## Action item
Once every line in the data below has been checked for "Mutex", give the number of lines that hold it, and only that.

:: Provided data ::

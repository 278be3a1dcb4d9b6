// SPDX-License-Identifier: AGPL-3.0-or-later
// Copyright (C) 2025 Kaapi Contributors

//! Service entry point: configuration, logging, wiring, serve.

use std::sync::Arc;

use anyhow::Result;
use tracing::info;
use tracing_subscriber::EnvFilter;

use kaapi::catalog::SqliteCatalog;
use kaapi::chat::{ChatEngine, SYSTEM_PROMPT};
use kaapi::config::Settings;
use kaapi::llm::factory::ProviderFactory;
use kaapi::server;
use kaapi::session::InMemorySessionStore;

fn init_logging() {
    tracing_subscriber::fmt()
        .json()
        .with_env_filter(
            EnvFilter::try_from_default_env().unwrap_or_else(|_| EnvFilter::new("info")),
        )
        .init();
}

#[tokio::main]
async fn main() -> Result<()> {
    init_logging();

    let settings = Settings::from_env();
    let provider = ProviderFactory::create(&settings, SYSTEM_PROMPT)?;
    let catalog = Arc::new(SqliteCatalog::open(&settings.catalog_db)?);
    let sessions = Arc::new(InMemorySessionStore::new());

    info!(
        provider = provider.name(),
        catalog_db = %settings.catalog_db.display(),
        system_prompt_chars = SYSTEM_PROMPT.len(),
        "startup"
    );

    let engine = ChatEngine::new(provider, catalog, sessions);
    server::run(&settings.bind_address, engine).await?;
    Ok(())
}
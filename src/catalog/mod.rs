// SPDX-License-Identifier: AGPL-3.0-or-later
// Copyright (C) 2025 Kaapi Contributors

//! Coffee catalog store
//!
//! Read-only catalog backing the search tool. The catalog is populated by
//! a separate ingestion job; this module only queries it. `CatalogStore`
//! is the seam behind which a different store could be substituted without
//! touching the orchestrator.

use std::path::Path;
use std::sync::Mutex;

use rusqlite::{params, types::Value, Connection};
use serde::{Deserialize, Serialize};

use crate::error::{KaapiError, Result};

/// One retrievable record in the coffee catalog
#[derive(Debug, Clone, Default, Serialize, Deserialize)]
pub struct CatalogItem {
    pub name: String,
    pub roaster: String,
    pub roast_level: String,
    pub process: String,
    pub origin: String,
    pub flavor_notes: String,
    pub brew_methods: String,
    pub description: String,
    pub price_min: f64,
    pub is_available: bool,
    pub source_url: String,
}

/// Structured filter criteria for a catalog search
#[derive(Debug, Clone, Default, PartialEq)]
pub struct SearchFilters {
    pub brew_method: Option<String>,
    pub roast_level: Option<String>,
    pub process: Option<String>,
    pub flavor_keywords: Vec<String>,
    pub max_price: Option<f64>,
}

/// Narrow interface the orchestrator talks to
pub trait CatalogStore: Send + Sync {
    /// Search available items with each supplied filter applied
    /// conjunctively. When the conjunction yields zero rows the store falls
    /// back to an unfiltered sample of size `limit`, so callers must not
    /// assume returned items satisfy the filters.
    fn search(&self, filters: &SearchFilters, limit: usize) -> Result<Vec<CatalogItem>>;
}

/// SQLite-backed catalog
pub struct SqliteCatalog {
    conn: Mutex<Connection>,
}

const SCHEMA: &str = "
CREATE TABLE IF NOT EXISTS coffees (
    id            INTEGER PRIMARY KEY,
    name          TEXT NOT NULL,
    roaster       TEXT NOT NULL,
    handle        TEXT DEFAULT '',
    source_url    TEXT UNIQUE,
    affiliate_url TEXT DEFAULT '',
    image_url     TEXT DEFAULT '',
    description   TEXT DEFAULT '',
    roast_level   TEXT DEFAULT 'unknown',
    process       TEXT DEFAULT 'unknown',
    origin        TEXT DEFAULT 'India',
    acidity       TEXT DEFAULT 'unknown',
    body          TEXT DEFAULT 'unknown',
    flavor_notes  TEXT DEFAULT '',
    brew_methods  TEXT DEFAULT '',
    tags          TEXT DEFAULT '',
    price_min     REAL DEFAULT 0,
    is_available  INTEGER DEFAULT 1,
    scraped_at    TEXT DEFAULT ''
)";

const ITEM_COLUMNS: &str = "name, roaster, roast_level, process, origin, \
     flavor_notes, brew_methods, description, price_min, is_available, source_url";

impl SqliteCatalog {
    /// Open (or create) the catalog database at `path`.
    pub fn open(path: impl AsRef<Path>) -> Result<Self> {
        let conn = Connection::open(path).map_err(|e| KaapiError::Catalog(e.to_string()))?;
        conn.execute(SCHEMA, [])
            .map_err(|e| KaapiError::Catalog(e.to_string()))?;
        Ok(Self {
            conn: Mutex::new(conn),
        })
    }

    /// Open an in-memory catalog (used by tests and local development).
    pub fn in_memory() -> Result<Self> {
        let conn =
            Connection::open_in_memory().map_err(|e| KaapiError::Catalog(e.to_string()))?;
        conn.execute(SCHEMA, [])
            .map_err(|e| KaapiError::Catalog(e.to_string()))?;
        Ok(Self {
            conn: Mutex::new(conn),
        })
    }

    /// Insert one item. The ingestion job is the intended caller; the chat
    /// path never writes.
    pub fn insert(&self, item: &CatalogItem) -> Result<()> {
        let conn = self.conn.lock().unwrap();
        conn.execute(
            "INSERT INTO coffees (name, roaster, source_url, description, roast_level, \
             process, origin, flavor_notes, brew_methods, price_min, is_available) \
             VALUES (?1, ?2, ?3, ?4, ?5, ?6, ?7, ?8, ?9, ?10, ?11)",
            params![
                item.name,
                item.roaster,
                item.source_url,
                item.description,
                item.roast_level,
                item.process,
                item.origin,
                item.flavor_notes,
                item.brew_methods,
                item.price_min,
                item.is_available,
            ],
        )
        .map_err(|e| KaapiError::Catalog(e.to_string()))?;
        Ok(())
    }

    fn query(&self, sql: &str, bound: Vec<Value>) -> Result<Vec<CatalogItem>> {
        let conn = self.conn.lock().unwrap();
        let mut stmt = conn
            .prepare(sql)
            .map_err(|e| KaapiError::Catalog(e.to_string()))?;
        let rows = stmt
            .query_map(rusqlite::params_from_iter(bound), |row| {
                Ok(CatalogItem {
                    name: row.get(0)?,
                    roaster: row.get(1)?,
                    roast_level: row.get(2)?,
                    process: row.get(3)?,
                    origin: row.get(4)?,
                    flavor_notes: row.get(5)?,
                    brew_methods: row.get(6)?,
                    description: row.get(7)?,
                    price_min: row.get(8)?,
                    is_available: row.get(9)?,
                    source_url: row.get(10)?,
                })
            })
            .map_err(|e| KaapiError::Catalog(e.to_string()))?;

        let mut items = Vec::new();
        for row in rows {
            items.push(row.map_err(|e| KaapiError::Catalog(e.to_string()))?);
        }
        Ok(items)
    }
}

impl CatalogStore for SqliteCatalog {
    fn search(&self, filters: &SearchFilters, limit: usize) -> Result<Vec<CatalogItem>> {
        let mut clauses = vec!["is_available = 1".to_string()];
        let mut bound: Vec<Value> = Vec::new();

        // "unknown" is the catalog's null; treat it as no filter.
        if let Some(roast) = filters.roast_level.as_deref().filter(|r| *r != "unknown") {
            bound.push(Value::Text(roast.to_string()));
            clauses.push(format!("roast_level = ?{}", bound.len()));
        }
        if let Some(method) = filters.brew_method.as_deref() {
            bound.push(Value::Text(format!("%{}%", method)));
            clauses.push(format!("brew_methods LIKE ?{}", bound.len()));
        }
        if let Some(process) = filters.process.as_deref().filter(|p| *p != "unknown") {
            bound.push(Value::Text(process.to_string()));
            clauses.push(format!("process = ?{}", bound.len()));
        }
        if let Some(max_price) = filters.max_price {
            bound.push(Value::Real(max_price));
            clauses.push(format!("price_min <= ?{}", bound.len()));
        }
        for keyword in &filters.flavor_keywords {
            bound.push(Value::Text(format!("%{}%", keyword)));
            let n = bound.len();
            bound.push(Value::Text(format!("%{}%", keyword)));
            clauses.push(format!(
                "(flavor_notes LIKE ?{} OR description LIKE ?{})",
                n,
                bound.len()
            ));
        }

        let sql = format!(
            "SELECT {} FROM coffees WHERE {} LIMIT {}",
            ITEM_COLUMNS,
            clauses.join(" AND "),
            limit
        );
        let items = self.query(&sql, bound)?;
        if !items.is_empty() {
            return Ok(items);
        }

        // Filters too strict: fall back to an unfiltered sample rather than
        // an empty result.
        let fallback = format!(
            "SELECT {} FROM coffees WHERE is_available = 1 ORDER BY RANDOM() LIMIT {}",
            ITEM_COLUMNS, limit
        );
        self.query(&fallback, Vec::new())
    }
}

#[cfg(test)]
mod tests {
    use super::*;

    fn item(name: &str) -> CatalogItem {
        CatalogItem {
            name: name.to_string(),
            roaster: "Blue Tokai".to_string(),
            roast_level: "light".to_string(),
            process: "washed".to_string(),
            origin: "Chikmagalur".to_string(),
            flavor_notes: "Citrus, Floral".to_string(),
            brew_methods: "Pour Over, AeroPress".to_string(),
            description: "A bright and juicy lot".to_string(),
            price_min: 450.0,
            is_available: true,
            source_url: format!("https://example.com/{}", name),
        }
    }

    fn seeded() -> SqliteCatalog {
        let catalog = SqliteCatalog::in_memory().unwrap();
        catalog.insert(&item("Attikan Estate")).unwrap();

        let mut dark = item("Monsoon Malabar");
        dark.roast_level = "dark".to_string();
        dark.flavor_notes = "Chocolate, Spice".to_string();
        dark.brew_methods = "Espresso, Moka Pot".to_string();
        dark.price_min = 380.0;
        catalog.insert(&dark).unwrap();

        let mut unavailable = item("Sold Out Lot");
        unavailable.is_available = false;
        catalog.insert(&unavailable).unwrap();

        catalog
    }

    #[test]
    fn test_search_without_filters_returns_available_only() {
        let catalog = seeded();
        let items = catalog.search(&SearchFilters::default(), 5).unwrap();
        assert_eq!(items.len(), 2);
        assert!(items.iter().all(|i| i.is_available));
        assert!(items.iter().all(|i| i.name != "Sold Out Lot"));
    }

    #[test]
    fn test_search_roast_level_filter() {
        let catalog = seeded();
        let filters = SearchFilters {
            roast_level: Some("dark".to_string()),
            ..Default::default()
        };
        let items = catalog.search(&filters, 5).unwrap();
        assert_eq!(items.len(), 1);
        assert_eq!(items[0].name, "Monsoon Malabar");
    }

    #[test]
    fn test_search_unknown_roast_level_is_ignored() {
        let catalog = seeded();
        let filters = SearchFilters {
            roast_level: Some("unknown".to_string()),
            ..Default::default()
        };
        let items = catalog.search(&filters, 5).unwrap();
        assert_eq!(items.len(), 2);
    }

    #[test]
    fn test_search_brew_method_substring_match() {
        let catalog = seeded();
        let filters = SearchFilters {
            brew_method: Some("Espresso".to_string()),
            ..Default::default()
        };
        let items = catalog.search(&filters, 5).unwrap();
        assert_eq!(items.len(), 1);
        assert_eq!(items[0].name, "Monsoon Malabar");
    }

    #[test]
    fn test_search_flavor_keyword_matches_notes_or_description() {
        let catalog = seeded();

        let by_notes = SearchFilters {
            flavor_keywords: vec!["chocolate".to_string()],
            ..Default::default()
        };
        let items = catalog.search(&by_notes, 5).unwrap();
        assert_eq!(items[0].name, "Monsoon Malabar");

        let by_description = SearchFilters {
            flavor_keywords: vec!["juicy".to_string()],
            ..Default::default()
        };
        let items = catalog.search(&by_description, 5).unwrap();
        assert_eq!(items[0].name, "Attikan Estate");
    }

    #[test]
    fn test_search_conjunctive_filters() {
        let catalog = seeded();
        let filters = SearchFilters {
            roast_level: Some("light".to_string()),
            flavor_keywords: vec!["citrus".to_string()],
            max_price: Some(500.0),
            ..Default::default()
        };
        let items = catalog.search(&filters, 5).unwrap();
        assert_eq!(items.len(), 1);
        assert_eq!(items[0].name, "Attikan Estate");
    }

    #[test]
    fn test_search_max_price_filter() {
        let catalog = seeded();
        let filters = SearchFilters {
            max_price: Some(400.0),
            ..Default::default()
        };
        let items = catalog.search(&filters, 5).unwrap();
        assert_eq!(items.len(), 1);
        assert_eq!(items[0].name, "Monsoon Malabar");
    }

    #[test]
    fn test_search_zero_matches_falls_back_to_sample() {
        let catalog = seeded();
        let filters = SearchFilters {
            roast_level: Some("green".to_string()),
            flavor_keywords: vec!["durian".to_string()],
            ..Default::default()
        };
        let items = catalog.search(&filters, 2).unwrap();
        // Fallback sample, not an empty list; capped at limit.
        assert_eq!(items.len(), 2);
        assert!(items.iter().all(|i| i.is_available));
    }

    #[test]
    fn test_search_fallback_returns_all_when_fewer_than_limit() {
        let catalog = seeded();
        let filters = SearchFilters {
            roast_level: Some("green".to_string()),
            ..Default::default()
        };
        let items = catalog.search(&filters, 10).unwrap();
        assert_eq!(items.len(), 2);
    }

    #[test]
    fn test_search_respects_limit() {
        let catalog = SqliteCatalog::in_memory().unwrap();
        for i in 0..6 {
            catalog.insert(&item(&format!("Lot {}", i))).unwrap();
        }
        let items = catalog.search(&SearchFilters::default(), 3).unwrap();
        assert_eq!(items.len(), 3);
    }

    #[test]
    fn test_open_creates_schema_on_disk() {
        let dir = tempfile::tempdir().unwrap();
        let path = dir.path().join("coffees.db");
        let catalog = SqliteCatalog::open(&path).unwrap();
        catalog.insert(&item("Disk Lot")).unwrap();

        // Reopen and read back.
        drop(catalog);
        let reopened = SqliteCatalog::open(&path).unwrap();
        let items = reopened.search(&SearchFilters::default(), 5).unwrap();
        assert_eq!(items.len(), 1);
        assert_eq!(items[0].name, "Disk Lot");
    }
}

:::

## Your solution
4